Pau Gasol (1,051,784), who made his second All-Star team last season as a reserve and became the 27th Laker in franchise history to be name an All-Star, ranked 4th in balloting among West forwards behind Anthony, Duncan and Dirk Nowitzki (1,093,005) but ahead of Kevin Durant (870,567) while Andrew Bynum (981,355) ranked 2nd among West centers behind Stoudemire. In selecting the reserves, the 30 NBA head coaches must vote for seven players within their conference, including two guards, two forwards, a center and two players regardless of position. Coaches are not permitted to vote for players on their own team. After the coaches select the reserves, if a player is unable to participate in the All-Star Game, NBA Commissioner David Stern will select a replacement. Reserves will be announced 1/28/10 on TNT.

In each of the last two seasons, Bryant has led the Western Conference in all-star balloting. Last season, he accumulated 2,805,397 votes, finishing third in overall balloting behind Dwight Howard (3,150,181) and LeBron James (2,940,823). In 2007-08, Bryant garnered 2,004,940 votes to finish fourth in overall voting behind Kevin Garnett (2,399,148), James (2,108,831) and Howard (2,066,991). In 2006-07, when he earned his second All-Star MVP, Bryant finished third overall in balloting behind James and Yao Ming. A three-time All-Star MVP (2002 Philadelphia, 2007 Las Vegas, 2009 Phoenix), Bryant is now a 12-time All-Star and will start his 12th consecutive All-Star game on Sunday, February 14. Bryant, who was the youngest All-Star in NBA history in 1998, led all players in NBA All-Star balloting in 2003.

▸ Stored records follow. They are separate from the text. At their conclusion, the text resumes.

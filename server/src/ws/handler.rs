use axum::{
    extract::{ws::WebSocketUpgrade, State},
    response::Response,
};

use crate::state::AppState;
use crate::ws::actor;

/// GET /ws
/// WebSocket upgrade endpoint. Connections are anonymous until they send
/// `chat_new_join`; each upgraded socket gets its own actor.
pub async fn ws_upgrade(State(state): State<AppState>, ws: WebSocketUpgrade) -> Response {
    tracing::debug!("WebSocket upgrade requested");
    ws.on_upgrade(move |socket| actor::run_connection(socket, state))
}
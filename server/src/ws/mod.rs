pub mod actor;
pub mod broadcast;
pub mod handler;
pub mod protocol;
pub mod registry;
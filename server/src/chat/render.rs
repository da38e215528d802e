//! Rendering of chat events into htmx out-of-band fragments.
//!
//! The page keeps two targets: `#chat_room` (message log, appended to) and
//! `#members` (roster, replaced). Every fragment names its own target.

use crate::ws::registry::Identity;

/// A logical event to be turned into a display payload.
#[derive(Debug, Clone, Copy)]
pub enum ChatEvent<'a> {
    Joined(&'a Identity),
    Message { sender: &'a Identity, message: &'a str },
    Left(&'a Identity),
    Roster(&'a [Identity]),
    Welcome(&'a Identity),
}

/// Turns events into payloads. Must be pure and infallible.
pub trait Renderer: Send + Sync {
    fn render(&self, event: ChatEvent<'_>) -> String;
}

/// Escape HTML special characters.
pub fn html_escape(s: &str) -> String {
    s.replace('&', "&amp;")
        .replace('<', "&lt;")
        .replace('>', "&gt;")
        .replace('"', "&quot;")
        .replace('\'', "&#39;")
}

#[derive(Debug, Default, Clone, Copy)]
pub struct HtmlRenderer;

impl HtmlRenderer {
    fn append(line: &str, color: Option<&str>) -> String {
        let style = color
            .map(|c| format!(r#" style="color: {c}""#))
            .unwrap_or_default();
        format!(r#"<div id="chat_room" hx-swap-oob="beforeend"><p{style}>{line}</p></div>"#)
    }
}

impl Renderer for HtmlRenderer {
    fn render(&self, event: ChatEvent<'_>) -> String {
        match event {
            ChatEvent::Joined(who) => {
                Self::append(&format!("User {} joined", html_escape(&who.name)), None)
            }
            ChatEvent::Message { sender, message } => Self::append(
                &format!(
                    "{} ({}): {}",
                    html_escape(&sender.name),
                    sender.id,
                    html_escape(message)
                ),
                Some("blue"),
            ),
            ChatEvent::Left(who) => {
                Self::append(&format!("User {} left", html_escape(&who.name)), Some("red"))
            }
            ChatEvent::Roster(members) => {
                let items: String = members
                    .iter()
                    .map(|m| format!("<li>{} ({})</li>", html_escape(&m.name), m.id))
                    .collect();
                format!(
                    r#"<div id="members" hx-swap-oob="innerHTML"><p style="color: green">Online: {}</p><ul>{items}</ul></div>"#,
                    members.len()
                )
            }
            ChatEvent::Welcome(who) => Self::append(
                &format!(
                    "Welcome {}! You are user {}.",
                    html_escape(&who.name),
                    who.id
                ),
                None,
            ),
        }
    }
}

#[cfg(test)]
mod tests {
    use super::*;

    fn alice() -> Identity {
        Identity { id: 0, name: "alice".into() }
    }

    #[test]
    fn test_chat_line_is_blue_and_tagged() {
        let who = alice();
        let html = HtmlRenderer.render(ChatEvent::Message { sender: &who, message: "hi" });
        assert!(html.contains("alice (0): hi"));
        assert!(html.contains("color: blue"));
        assert!(html.contains(r#"hx-swap-oob="beforeend""#));
    }

    #[test]
    fn test_left_is_red() {
        let html = HtmlRenderer.render(ChatEvent::Left(&alice()));
        assert!(html.contains("User alice left"));
        assert!(html.contains("color: red"));
    }

    #[test]
    fn test_roster_lists_members_in_green() {
        let members = vec![alice(), Identity { id: 1, name: "bob".into() }];
        let html = HtmlRenderer.render(ChatEvent::Roster(&members));
        assert!(html.contains(r#"id="members""#));
        assert!(html.contains("color: green"));
        assert!(html.contains("Online: 2"));
        assert!(html.contains("<li>alice (0)</li><li>bob (1)</li>"));
    }

    #[test]
    fn test_client_text_is_escaped() {
        let who = Identity { id: 3, name: "<b>eve</b>".into() };
        let html = HtmlRenderer.render(ChatEvent::Message {
            sender: &who,
            message: "<script>alert('x')</script>",
        });
        assert!(!html.contains("<script>"));
        assert!(html.contains("&lt;b&gt;eve&lt;/b&gt; (3): &lt;script&gt;alert(&#39;x&#39;)&lt;/script&gt;"));
    }
}
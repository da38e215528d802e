pub mod dispatch;
pub mod page;
pub mod render;
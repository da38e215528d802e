//! Error taxonomy for the relay core.
//!
//! None of these are fatal: the connection actor logs them and keeps reading.

use thiserror::Error;

use crate::ws::registry::{ConnectionId, Identity};

#[derive(Debug, Error)]
pub enum RelayError {
    /// A connection sent `chat_new_join` while already holding an identity.
    #[error("connection {conn_id} already joined as {} ({})", .existing.name, .existing.id)]
    DuplicateRegistration {
        conn_id: ConnectionId,
        existing: Identity,
    },

    /// A `chat_message` arrived from a connection that never joined.
    #[error("connection {0} sent a chat message before joining")]
    UnregisteredSender(ConnectionId),

    /// The frame decoded but its `type` tag is not one we handle.
    #[error("unknown event type {0:?}")]
    UnknownEventType(String),

    /// The frame could not be decoded into an inbound event.
    #[error("malformed frame: {0}")]
    MalformedFrame(String),

    /// Unregister (or a repeated disconnect) for a connection not in the table.
    #[error("connection {0} is not registered")]
    NotFound(ConnectionId),

    /// The outbound queue of a connection is closed.
    #[error("failed to deliver to connection {0}")]
    DeliveryFailure(ConnectionId),
}

impl From<serde_json::Error> for RelayError {
    fn from(err: serde_json::Error) -> Self {
        RelayError::MalformedFrame(err.to_string())
    }
}
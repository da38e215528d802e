//! Chat relay server library.
//! This crate exposes internal modules for integration testing.
//! The binary entry point is in main.rs.

pub mod chat;
pub mod config;
pub mod error;
pub mod routes;
pub mod state;
pub mod ws;
//! Per-connection event dispatch.
//!
//! A connection is either unjoined or joined. `chat_new_join` moves it to
//! joined, `chat_message` is only accepted once joined, and disconnect drops it
//! from the table. Every operation returns an explicit result; the caller
//! decides what to log.

use std::sync::Arc;

use crate::chat::render::{ChatEvent, Renderer};
use crate::error::RelayError;
use crate::ws::broadcast::{broadcast_all, broadcast_except, send_to, DeliveryReport};
use crate::ws::protocol::{decode_frame, InboundEvent};
use crate::ws::registry::{Connection, ConnectionId, Identity, Registry};

/// What a successfully dispatched frame did.
#[derive(Debug, Clone, PartialEq, Eq)]
pub enum Outcome {
    Joined {
        identity: Identity,
        /// Deliveries of the join announcement.
        announced: DeliveryReport,
    },
    Message {
        sender: Identity,
        report: DeliveryReport,
    },
}

/// Departure of a joined connection.
#[derive(Debug, Clone, PartialEq, Eq)]
pub struct Departure {
    pub identity: Identity,
    pub report: DeliveryReport,
}

/// The registry and broadcast core, driven by the transport.
pub struct Relay {
    registry: Arc<Registry>,
    renderer: Arc<dyn Renderer>,
    max_frame_bytes: usize,
}

impl Relay {
    pub fn new(registry: Arc<Registry>, renderer: Arc<dyn Renderer>, max_frame_bytes: usize) -> Self {
        Self {
            registry,
            renderer,
            max_frame_bytes,
        }
    }

    pub fn registry(&self) -> &Registry {
        &self.registry
    }

    /// Identities are only assigned on join, so there is nothing to do yet.
    pub fn on_connect(&self, conn: &Connection) {
        tracing::debug!(conn_id = %conn.id(), "Connection opened");
    }

    /// Decode and dispatch one inbound text frame.
    pub fn on_frame(&self, conn: &Connection, raw: &str) -> Result<Outcome, RelayError> {
        match decode_frame(raw, self.max_frame_bytes)? {
            InboundEvent::Join { name } => self.join(conn, &name),
            InboundEvent::Message { message } => self.message(conn, &message),
        }
    }

    /// Drop a closed connection and tell everyone else it left.
    pub fn on_disconnect(&self, conn_id: ConnectionId) -> Result<Departure, RelayError> {
        let identity = self.registry.unregister(conn_id)?;
        let payload = self.renderer.render(ChatEvent::Left(&identity));
        let report = broadcast_except(&self.registry, &payload, conn_id);

        tracing::info!(
            conn_id = %conn_id,
            member_id = identity.id,
            name = %identity.name,
            recipients = report.delivered,
            members = self.registry.len(),
            "Member left"
        );

        Ok(Departure { identity, report })
    }

    /// Join announcement, then roster, then the private welcome. The joining
    /// connection is already a member, so it sees all three in that order.
    fn join(&self, conn: &Connection, name: &str) -> Result<Outcome, RelayError> {
        let identity = self.registry.register(conn, name)?;

        let announced = broadcast_all(
            &self.registry,
            &self.renderer.render(ChatEvent::Joined(&identity)),
        );

        let roster: Vec<Identity> = self
            .registry
            .snapshot_members()
            .into_iter()
            .map(|m| m.identity)
            .collect();
        broadcast_all(&self.registry, &self.renderer.render(ChatEvent::Roster(&roster)));

        send_to(conn, &self.renderer.render(ChatEvent::Welcome(&identity)));

        tracing::info!(
            conn_id = %conn.id(),
            member_id = identity.id,
            name = %identity.name,
            members = roster.len(),
            "Member joined"
        );

        Ok(Outcome::Joined { identity, announced })
    }

    fn message(&self, conn: &Connection, message: &str) -> Result<Outcome, RelayError> {
        let sender = self
            .registry
            .identity_of(conn.id())
            .ok_or(RelayError::UnregisteredSender(conn.id()))?;

        let payload = self.renderer.render(ChatEvent::Message {
            sender: &sender,
            message,
        });
        let report = broadcast_all(&self.registry, &payload);

        Ok(Outcome::Message { sender, report })
    }
}
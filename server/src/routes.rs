use axum::{extract::State, routing::get, Json, Router};

use crate::chat::page;
use crate::state::AppState;
use crate::ws::handler as ws_handler;
use crate::ws::registry::Identity;

/// GET /api/members — Current roster, ordered by member id.
async fn list_members(State(state): State<AppState>) -> Json<Vec<Identity>> {
    let members = state
        .relay
        .registry()
        .snapshot_members()
        .into_iter()
        .map(|m| m.identity)
        .collect();
    Json(members)
}

/// Build the full axum Router with all routes.
pub fn build_router(state: AppState) -> Router {
    Router::new()
        .route("/", get(page::chat_page))
        .route("/ws", get(ws_handler::ws_upgrade))
        .route("/api/members", get(list_members))
        .route("/health", get(health_check))
        .with_state(state)
}

/// Basic health check endpoint
async fn health_check() -> &'static str {
    "ok"
}
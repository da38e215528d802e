use axum::extract::ws::{CloseFrame, Message, WebSocket};
use futures_util::{SinkExt, StreamExt};
use std::time::Duration;
use tokio::sync::mpsc;
use tokio::time::{interval, timeout};

use crate::chat::dispatch::{Outcome, Relay};
use crate::error::RelayError;
use crate::state::{AppState, ConnectionSettings};
use crate::ws::registry::{Connection, ConnectionId};

/// Run the actor-per-connection pattern for an upgraded WebSocket.
///
/// Splits the WebSocket into reader and writer halves:
/// - Writer task: owns the sink, forwards messages from an mpsc channel,
///   each write bounded by the configured send timeout
/// - Reader loop: decodes incoming text frames and dispatches them to the relay
///
/// Broadcasts only ever push onto the channel, so a slow client never stalls
/// delivery to anyone else. The loop also ends when the writer stops or the
/// keepalive expires; either way the connection goes through the relay's
/// disconnect path.
pub async fn run_connection(socket: WebSocket, state: AppState) {
    let (ws_sender, mut ws_receiver) = socket.split();
    let (tx, rx) = mpsc::unbounded_channel::<Message>();
    let conn = Connection::new(tx.clone());
    let relay = state.relay.clone();
    let settings = state.connection;

    relay.on_connect(&conn);

    let mut writer_handle = tokio::spawn(writer_task(
        ws_sender,
        rx,
        conn.id(),
        settings.send_timeout,
    ));

    // Track pong reception
    let (pong_tx, pong_rx) = mpsc::unbounded_channel::<()>();
    let mut ping_handle = tokio::spawn(ping_task(tx.clone(), pong_rx, settings, conn.id()));

    loop {
        tokio::select! {
            incoming = ws_receiver.next() => match incoming {
                Some(Ok(msg)) => match msg {
                    Message::Text(text) => {
                        handle_text(&relay, &conn, text.as_str());
                    }
                    Message::Binary(data) => {
                        tracing::debug!(
                            conn_id = %conn.id(),
                            bytes = data.len(),
                            "Ignoring binary frame"
                        );
                    }
                    Message::Pong(_) => {
                        let _ = pong_tx.send(());
                    }
                    Message::Ping(data) => {
                        let _ = tx.send(Message::Pong(data));
                    }
                    Message::Close(frame) => {
                        tracing::info!(
                            conn_id = %conn.id(),
                            reason = ?frame,
                            "Client initiated close"
                        );
                        break;
                    }
                },
                Some(Err(e)) => {
                    tracing::warn!(conn_id = %conn.id(), error = %e, "WebSocket receive error");
                    break;
                }
                None => {
                    tracing::info!(conn_id = %conn.id(), "WebSocket stream ended");
                    break;
                }
            },
            _ = &mut writer_handle => {
                tracing::info!(conn_id = %conn.id(), "Writer stopped, closing connection");
                break;
            }
            _ = &mut ping_handle => {
                tracing::info!(conn_id = %conn.id(), "Keepalive expired, closing connection");
                break;
            }
        }
    }

    writer_handle.abort();
    ping_handle.abort();

    match relay.on_disconnect(conn.id()) {
        Ok(departure) => {
            tracing::debug!(
                conn_id = %conn.id(),
                member_id = departure.identity.id,
                failed = departure.report.failed.len(),
                "Departure announced"
            );
        }
        Err(RelayError::NotFound(_)) => {
            tracing::debug!(conn_id = %conn.id(), "Connection closed before joining");
        }
        Err(e) => {
            tracing::warn!(conn_id = %conn.id(), error = %e, "Disconnect handling failed");
        }
    }
}

/// Dispatch one text frame and log whatever went wrong. Nothing here is fatal.
fn handle_text(relay: &Relay, conn: &Connection, text: &str) {
    match relay.on_frame(conn, text) {
        Ok(Outcome::Joined { .. }) => {}
        Ok(Outcome::Message { sender, report }) => {
            tracing::debug!(
                conn_id = %conn.id(),
                member_id = sender.id,
                recipients = report.delivered,
                "Chat message broadcast"
            );
        }
        Err(e @ RelayError::MalformedFrame(_)) => {
            tracing::warn!(
                conn_id = %conn.id(),
                error = %e,
                frame = %text.chars().take(100).collect::<String>(),
                "Dropping malformed frame"
            );
        }
        Err(e) => {
            tracing::debug!(conn_id = %conn.id(), error = %e, "Dropping frame");
        }
    }
}

/// Writer task: receives messages from mpsc channel and forwards them to the WebSocket sink.
async fn writer_task(
    mut ws_sender: futures_util::stream::SplitSink<WebSocket, Message>,
    mut rx: mpsc::UnboundedReceiver<Message>,
    conn_id: ConnectionId,
    send_timeout: Duration,
) {
    while let Some(msg) = rx.recv().await {
        match timeout(send_timeout, ws_sender.send(msg)).await {
            Ok(Ok(())) => {}
            Ok(Err(e)) => {
                tracing::debug!(conn_id = %conn_id, error = %e, "WebSocket send failed");
                break;
            }
            Err(_) => {
                tracing::warn!(
                    conn_id = %conn_id,
                    timeout_ms = send_timeout.as_millis() as u64,
                    "WebSocket send timed out"
                );
                break;
            }
        }
    }
}

/// Sends periodic pings. Returns once a pong is late or the writer is gone,
/// which ends the reader loop.
async fn ping_task(
    tx: mpsc::UnboundedSender<Message>,
    mut pong_rx: mpsc::UnboundedReceiver<()>,
    settings: ConnectionSettings,
    conn_id: ConnectionId,
) {
    // interval() panics on a zero period
    let mut ping_timer = interval(settings.ping_interval.max(Duration::from_millis(1)));
    // Skip the first immediate tick
    ping_timer.tick().await;

    loop {
        ping_timer.tick().await;

        if tx.send(Message::Ping(vec![1, 2, 3, 4].into())).is_err() {
            // Writer task has died
            return;
        }

        match timeout(settings.pong_timeout, pong_rx.recv()).await {
            Ok(Some(())) => {}
            _ => {
                tracing::warn!(conn_id = %conn_id, "Pong timeout, closing connection");
                let _ = tx.send(Message::Close(Some(CloseFrame {
                    code: 1001,
                    reason: "Pong timeout".into(),
                })));
                return;
            }
        }
    }
}
use std::path::Path;

use anyhow::{Context, Result};
use ndarray::ArrayD;

use pixel_shap::color::LabelColorMap;
use pixel_shap::config::DemoConfig;
use pixel_shap::data::loader;
use pixel_shap::data::{Annotation, Image, TabularData, format_data};
use pixel_shap::figure::{Figure, visualize_image_list};
use pixel_shap::imaging::threshold::threshold_profile;
use pixel_shap::imaging::{FeatureKind, add_background, generate_feature_stack};

// ---------------------------------------------------------------------------
// Application state
// ---------------------------------------------------------------------------

/// The full UI state, independent of rendering.
pub struct AppState {
    /// Loaded source image (None until user opens a file).
    pub image: Option<Image>,

    /// File name of the source image, for the top bar.
    pub image_name: Option<String>,

    /// Loaded pixel annotation.
    pub annotation: Option<Annotation>,

    /// Colours for the annotation overlay.
    pub label_colors: Option<LabelColorMap>,

    /// Feature bank, threshold step and background switch.
    pub config: DemoConfig,

    /// Canvas holding one panel per computed feature.
    pub figure: Figure,

    /// Threshold levels and the set-pixel count of each mask.
    pub threshold_profile: Vec<(i64, usize)>,

    /// `(X, y)` for the current features and annotation.
    pub tabular: Option<TabularData>,

    /// Column names of `tabular`, in feature order.
    pub feature_names: Vec<String>,

    /// Bumped whenever panels change so textures get re-uploaded.
    pub generation: u64,

    /// Status / error message shown in the UI.
    pub status_message: Option<String>,

    /// Whether to show the annotation as an extra panel.
    pub show_annotation: bool,
}

impl Default for AppState {
    fn default() -> Self {
        Self {
            image: None,
            image_name: None,
            annotation: None,
            label_colors: None,
            config: DemoConfig::default(),
            figure: Figure::default(),
            threshold_profile: Vec::new(),
            tabular: None,
            feature_names: Vec::new(),
            generation: 0,
            status_message: None,
            show_annotation: true,
        }
    }
}

impl AppState {
    /// Ingest a newly loaded image and recompute everything derived from it.
    pub fn set_image(&mut self, image: Image, name: String) {
        self.image = Some(image);
        self.image_name = Some(name);
        self.refresh();
    }

    /// Ingest an annotation and rebuild the label colours.
    pub fn set_annotation(&mut self, annotation: Annotation) {
        self.label_colors = Some(LabelColorMap::from_annotation(&annotation));
        self.annotation = Some(annotation);
        self.refresh();
    }

    pub fn set_config(&mut self, config: DemoConfig) {
        self.config = config;
        self.refresh();
    }

    pub fn add_feature(&mut self, feature: FeatureKind) {
        self.config.features.push(feature);
        self.refresh();
    }

    pub fn remove_feature(&mut self, index: usize) {
        if index < self.config.features.len() {
            self.config.features.remove(index);
            self.refresh();
        }
    }

    /// Recompute panels, threshold profile and tabular data, reporting
    /// failures in the status line.
    pub fn refresh(&mut self) {
        match self.recompute() {
            Ok(()) => self.status_message = None,
            Err(e) => {
                log::error!("Failed to update features: {e:#}");
                self.status_message = Some(format!("Error: {e:#}"));
            }
        }
        self.generation += 1;
    }

    fn recompute(&mut self) -> Result<()> {
        let Some(source) = &self.image else {
            return Ok(());
        };

        let working = if self.config.add_background {
            add_background(source).context("adding background")?
        } else {
            source.clone()
        };

        let stack = generate_feature_stack(&working, &self.config.features)
            .context("computing feature stack")?;
        self.feature_names = self.config.features.iter().map(|f| f.to_string()).collect();

        let images: Vec<ArrayD<f64>> = stack.iter().map(|f| f.clone().into_dyn()).collect();
        self.figure.clear();
        if !images.is_empty() {
            visualize_image_list(&mut self.figure, &images, Some(&self.feature_names[..]))
                .context("laying out panels")?;
        }

        self.threshold_profile =
            threshold_profile(&working, self.config.threshold_step).context("thresholding")?;

        self.tabular = match &self.annotation {
            Some(annotation) => Some(format_data(&stack, annotation).context("formatting data")?),
            None => None,
        };

        log::info!(
            "{} features, {} threshold levels, {} annotated samples",
            stack.len(),
            self.threshold_profile.len(),
            self.tabular.as_ref().map_or(0, |t| t.n_samples())
        );
        Ok(())
    }

    /// Capture the current panels into a PNG file.
    pub fn export_figure(&self, path: &Path) -> Result<()> {
        let mut figure = Figure::new(self.config.figure.width, self.config.figure.height);
        figure.set_panels(self.figure.panels().to_vec());
        let pixels = figure.capture().context("capturing figure")?;
        loader::save_capture_png(path, &pixels)
    }

    /// Write the current `(X, y)` as CSV.
    pub fn export_tabular(&self, path: &Path) -> Result<()> {
        let data = self
            .tabular
            .as_ref()
            .context("load an image and an annotation first")?;
        loader::write_tabular_csv(path, data, &self.feature_names)
    }
}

On January 28, the NBA announced that Lakers forward Pau Gasol was selected to represent the Western Conference in the 2010 NBA All-Star Game to be played February 14 in Dallas. Gasol, who will join teammate Kobe Bryant, will be making his third career All-Star appearance (2006, 2009). Last year, Gasol became the 27th Laker in franchise history to be named to an All-Star team, posting 15 points (5-7 FG) and a team-high eight rebounds in the West’s 146-119 victory over the East in the 2009 All-Star game in Phoenix. In his first All-Star game in 2006, Gasol, despite playing a team-low 14 minutes, pulled down a game-high 12 rebounds in the West’s two- point loss to the East (120-122). In selecting the reserves, each of the 30 NBA head coaches must vote for seven players within their conference, including two guards, two forwards, a center and two players regardless of position. Coaches are not permitted to vote for players on their team. If a player is unable to participate in the All-Star Game, NBA Commissioner David Stern will select a replacement.

On January 18, the NBA announced that Lakers guard Shannon Brown will compete against defending champion Nate Robinson of the New York Knicks, Gerald Wallace of the Charlotte Bobcats and the winner of the NBA’s first ever All-Star Dunk-In between Eric Gordon of the LA Clippers and DeMar DeRozan of the Toronto Raptors. Brown, who competed in the 2003 High School McDonald’s All American dunk contest against LeBron James, Von Wafer and J.R. Giddens, will be the fourth Laker to ever compete in the NBA’s Slam Dunk contest, joining Michael Cooper (1984), Antonio Harvey (1995) and 1997 Slam Dunk Champion Kobe Bryant.